## [EXERCISE OBJECTIVE]
Only some lines are wanted. Transcribe, exactly, the lines below from the line with "an explicit rebuild." up to and including the line with "let input = input".

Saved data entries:
○ ○ ○ ○
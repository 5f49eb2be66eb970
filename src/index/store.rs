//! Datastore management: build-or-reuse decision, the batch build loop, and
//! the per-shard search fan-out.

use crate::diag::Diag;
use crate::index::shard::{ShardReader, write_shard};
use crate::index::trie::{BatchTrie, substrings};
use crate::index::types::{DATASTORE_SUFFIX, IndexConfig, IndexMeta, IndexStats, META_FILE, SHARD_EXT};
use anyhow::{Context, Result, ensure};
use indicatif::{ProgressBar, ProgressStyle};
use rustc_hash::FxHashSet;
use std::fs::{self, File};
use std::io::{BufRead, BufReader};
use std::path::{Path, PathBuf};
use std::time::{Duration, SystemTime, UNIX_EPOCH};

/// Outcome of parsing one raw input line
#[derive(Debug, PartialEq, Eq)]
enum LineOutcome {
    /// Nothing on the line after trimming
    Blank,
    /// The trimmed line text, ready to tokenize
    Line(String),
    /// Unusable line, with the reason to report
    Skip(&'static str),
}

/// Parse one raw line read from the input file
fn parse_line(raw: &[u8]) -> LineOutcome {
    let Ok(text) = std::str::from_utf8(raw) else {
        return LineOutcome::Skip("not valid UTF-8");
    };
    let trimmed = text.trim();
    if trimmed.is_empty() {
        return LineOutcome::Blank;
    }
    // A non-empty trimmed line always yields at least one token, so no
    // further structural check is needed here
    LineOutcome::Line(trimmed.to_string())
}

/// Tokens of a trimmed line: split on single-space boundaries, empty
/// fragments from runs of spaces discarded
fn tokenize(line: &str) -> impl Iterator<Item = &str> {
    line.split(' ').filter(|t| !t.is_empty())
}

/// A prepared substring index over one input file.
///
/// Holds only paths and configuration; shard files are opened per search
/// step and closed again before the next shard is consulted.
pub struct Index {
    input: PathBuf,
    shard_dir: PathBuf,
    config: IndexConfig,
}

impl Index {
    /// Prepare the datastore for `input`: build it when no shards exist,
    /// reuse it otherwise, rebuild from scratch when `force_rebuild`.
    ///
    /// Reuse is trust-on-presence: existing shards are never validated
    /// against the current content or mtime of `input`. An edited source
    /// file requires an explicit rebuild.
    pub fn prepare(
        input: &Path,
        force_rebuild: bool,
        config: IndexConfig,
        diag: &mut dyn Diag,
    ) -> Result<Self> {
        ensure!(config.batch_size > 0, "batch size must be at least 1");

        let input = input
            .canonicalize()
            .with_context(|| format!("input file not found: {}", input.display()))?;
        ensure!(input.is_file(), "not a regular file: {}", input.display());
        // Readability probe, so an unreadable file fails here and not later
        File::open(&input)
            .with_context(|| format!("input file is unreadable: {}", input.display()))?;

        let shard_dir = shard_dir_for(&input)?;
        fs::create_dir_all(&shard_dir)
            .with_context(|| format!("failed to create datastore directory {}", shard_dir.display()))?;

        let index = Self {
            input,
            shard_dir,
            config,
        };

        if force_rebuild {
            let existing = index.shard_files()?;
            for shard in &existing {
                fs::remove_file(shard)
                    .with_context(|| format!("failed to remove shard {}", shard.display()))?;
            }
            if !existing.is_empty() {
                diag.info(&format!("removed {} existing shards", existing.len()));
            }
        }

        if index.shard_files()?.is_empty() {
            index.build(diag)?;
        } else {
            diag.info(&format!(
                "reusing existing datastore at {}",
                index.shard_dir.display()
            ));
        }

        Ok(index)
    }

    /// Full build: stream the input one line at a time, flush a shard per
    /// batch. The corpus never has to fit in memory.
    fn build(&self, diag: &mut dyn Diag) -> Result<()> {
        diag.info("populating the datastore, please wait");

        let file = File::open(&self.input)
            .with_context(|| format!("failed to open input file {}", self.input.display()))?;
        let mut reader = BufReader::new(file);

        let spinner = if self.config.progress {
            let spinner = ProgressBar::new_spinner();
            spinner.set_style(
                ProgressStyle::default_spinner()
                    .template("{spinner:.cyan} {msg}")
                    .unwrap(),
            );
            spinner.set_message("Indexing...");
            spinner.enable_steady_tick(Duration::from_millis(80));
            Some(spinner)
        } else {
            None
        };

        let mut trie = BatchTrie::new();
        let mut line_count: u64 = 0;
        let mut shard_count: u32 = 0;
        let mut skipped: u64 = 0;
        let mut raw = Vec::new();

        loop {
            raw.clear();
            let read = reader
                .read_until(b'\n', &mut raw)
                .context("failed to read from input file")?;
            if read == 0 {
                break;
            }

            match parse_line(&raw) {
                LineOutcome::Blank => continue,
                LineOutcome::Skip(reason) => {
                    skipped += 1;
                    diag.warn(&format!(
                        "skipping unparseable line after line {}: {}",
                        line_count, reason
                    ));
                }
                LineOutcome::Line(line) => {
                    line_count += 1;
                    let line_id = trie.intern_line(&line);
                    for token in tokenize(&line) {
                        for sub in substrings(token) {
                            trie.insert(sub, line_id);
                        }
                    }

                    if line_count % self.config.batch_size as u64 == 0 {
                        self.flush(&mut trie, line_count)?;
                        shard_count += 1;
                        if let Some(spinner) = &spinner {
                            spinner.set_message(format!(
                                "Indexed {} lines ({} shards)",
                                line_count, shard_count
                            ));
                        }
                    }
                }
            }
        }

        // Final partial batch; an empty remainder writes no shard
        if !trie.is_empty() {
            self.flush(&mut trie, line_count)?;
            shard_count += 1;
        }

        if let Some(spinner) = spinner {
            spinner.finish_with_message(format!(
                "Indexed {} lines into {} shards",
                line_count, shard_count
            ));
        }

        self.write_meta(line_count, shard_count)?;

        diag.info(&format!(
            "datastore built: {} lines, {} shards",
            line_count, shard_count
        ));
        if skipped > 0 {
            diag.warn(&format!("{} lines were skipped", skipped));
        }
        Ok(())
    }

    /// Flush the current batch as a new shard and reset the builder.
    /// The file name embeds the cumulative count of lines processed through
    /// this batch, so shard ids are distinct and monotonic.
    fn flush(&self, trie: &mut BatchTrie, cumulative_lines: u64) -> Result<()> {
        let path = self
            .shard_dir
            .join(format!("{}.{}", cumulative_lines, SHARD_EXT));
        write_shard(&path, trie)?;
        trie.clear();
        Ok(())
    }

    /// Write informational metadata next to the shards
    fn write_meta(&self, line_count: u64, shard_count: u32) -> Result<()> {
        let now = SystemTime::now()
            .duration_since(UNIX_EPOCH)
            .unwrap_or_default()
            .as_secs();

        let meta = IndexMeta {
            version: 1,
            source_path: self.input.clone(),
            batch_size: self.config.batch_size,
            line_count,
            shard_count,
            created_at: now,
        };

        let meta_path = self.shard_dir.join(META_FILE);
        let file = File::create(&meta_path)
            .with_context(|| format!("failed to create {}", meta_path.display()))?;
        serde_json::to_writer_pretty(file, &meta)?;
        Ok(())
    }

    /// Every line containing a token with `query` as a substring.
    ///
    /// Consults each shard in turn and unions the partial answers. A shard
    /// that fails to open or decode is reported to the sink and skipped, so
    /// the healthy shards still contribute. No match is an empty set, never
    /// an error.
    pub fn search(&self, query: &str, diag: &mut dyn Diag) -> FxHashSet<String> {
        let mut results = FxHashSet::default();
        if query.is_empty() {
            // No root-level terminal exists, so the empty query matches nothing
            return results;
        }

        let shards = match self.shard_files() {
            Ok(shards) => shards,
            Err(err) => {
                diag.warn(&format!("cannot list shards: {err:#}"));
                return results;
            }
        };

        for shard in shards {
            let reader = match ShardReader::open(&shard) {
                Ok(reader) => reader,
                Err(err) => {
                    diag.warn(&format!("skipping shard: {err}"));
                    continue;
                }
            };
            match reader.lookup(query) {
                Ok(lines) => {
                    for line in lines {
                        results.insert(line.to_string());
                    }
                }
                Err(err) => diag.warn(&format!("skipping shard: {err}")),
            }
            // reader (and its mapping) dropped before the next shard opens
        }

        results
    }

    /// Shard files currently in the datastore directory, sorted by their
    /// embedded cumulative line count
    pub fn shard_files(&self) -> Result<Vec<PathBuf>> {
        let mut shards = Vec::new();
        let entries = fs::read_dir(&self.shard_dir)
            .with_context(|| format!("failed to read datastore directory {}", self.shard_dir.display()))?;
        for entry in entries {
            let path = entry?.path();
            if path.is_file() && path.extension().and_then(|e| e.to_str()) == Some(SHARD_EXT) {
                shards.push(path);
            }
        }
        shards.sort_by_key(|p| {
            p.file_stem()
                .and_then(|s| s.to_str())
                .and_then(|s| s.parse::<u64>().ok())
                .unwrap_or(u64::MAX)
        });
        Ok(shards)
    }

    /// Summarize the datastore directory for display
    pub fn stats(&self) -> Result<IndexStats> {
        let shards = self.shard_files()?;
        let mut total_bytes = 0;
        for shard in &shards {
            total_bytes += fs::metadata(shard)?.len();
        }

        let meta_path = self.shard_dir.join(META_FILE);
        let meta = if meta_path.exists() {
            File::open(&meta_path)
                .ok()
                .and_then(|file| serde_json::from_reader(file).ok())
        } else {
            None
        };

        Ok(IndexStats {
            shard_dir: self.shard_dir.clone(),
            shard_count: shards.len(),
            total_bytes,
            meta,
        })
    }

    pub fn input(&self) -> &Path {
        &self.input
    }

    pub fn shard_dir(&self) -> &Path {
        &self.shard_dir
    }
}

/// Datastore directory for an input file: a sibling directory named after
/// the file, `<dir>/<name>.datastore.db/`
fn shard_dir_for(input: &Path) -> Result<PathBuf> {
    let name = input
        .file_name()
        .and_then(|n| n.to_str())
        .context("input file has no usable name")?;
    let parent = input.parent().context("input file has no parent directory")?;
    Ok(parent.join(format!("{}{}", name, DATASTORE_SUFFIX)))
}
○ ○ ○ ○
## [OUTPUT OF THE TASK]
    /// file requires an explicit rebuild.
    pub fn prepare(
        input: &Path,
        force_rebuild: bool,
        config: IndexConfig,
        diag: &mut dyn Diag,
    ) -> Result<Self> {
        ensure!(config.batch_size > 0, "batch size must be at least 1");

        let input = input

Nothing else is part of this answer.